Moreover, 21 percent of those surveyed admitted to medicating their kids with paracetamol, such as Panodil, before sending them to school.

The FOLA parents’ organisation is shocked by the findings.

“I think it is absolutely crazy. It simply cannot be that a child goes to school sick and plays with lots of other children. Then we are faced with the fact that they will infect the whole institution,” said FOLA chair Signe Nielsen.

Pill pushers
At the Børnehuset daycare institution in Silkeborg a meeting was called where parents were implored not to bring their sick children to school.

At Børnehuset there are fears that parents prefer to pack their kids off with a pill without informing teachers.

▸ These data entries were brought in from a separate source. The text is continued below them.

use std::process::Command;

fn main() {
    // Short git hash for `atelier --version`.
    // Priority: 1) git command, 2) GIT_HASH env var (container builds), 3) "unknown"
    let git_hash = Command::new("git")
        .args(["rev-parse", "--short", "HEAD"])
        .output()
        .ok()
        .filter(|output| output.status.success())
        .map(|output| String::from_utf8_lossy(&output.stdout).trim().to_string())
        .filter(|s| !s.is_empty())
        .or_else(|| std::env::var("GIT_HASH").ok().filter(|s| s != "unknown" && !s.is_empty()))
        .unwrap_or_else(|| "unknown".to_string());

    println!("cargo:rustc-env=GIT_HASH={}", git_hash);
    println!("cargo:rerun-if-env-changed=GIT_HASH");
    println!("cargo:rerun-if-changed=.git/HEAD");
}
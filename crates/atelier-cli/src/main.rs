//! # atelier CLI
//!
//! Command-line interface for the Atelier project engine.
//!
//! This binary provides human-friendly access to `atelier-core`.
//! Run `atelier --help` for usage information.

mod cli;
pub mod ui;

use std::process::ExitCode;

fn main() -> ExitCode {
    cli::run()
}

“We occasionally have children who that they have had a pill for breakfast,” said headteacher Susanne Bødker. “You might think that it is a Panodil more than a vitamin pill, if it is a child who has just been sick, for example.”

Parents sick and tired
Parents, when confronted, often cite pressure at work as a reason for not being able to stay at home with their children.

Many declare that they simply cannot take another day off, as they are afraid of being fired.

Allan Randrup Thomsen, a professor of virology at KU, has heavily criticised the parents’ actions, describing the current situation as a “vicious circle”.

“It promotes the spread of viruses, and it adds momentum to a cycle where parents are pressured by high levels of sick-leave. If they then choose to send the children to daycare while they are still recovering, they keep the epidemic going in daycares, and this in turn puts a greater burden on the parents.”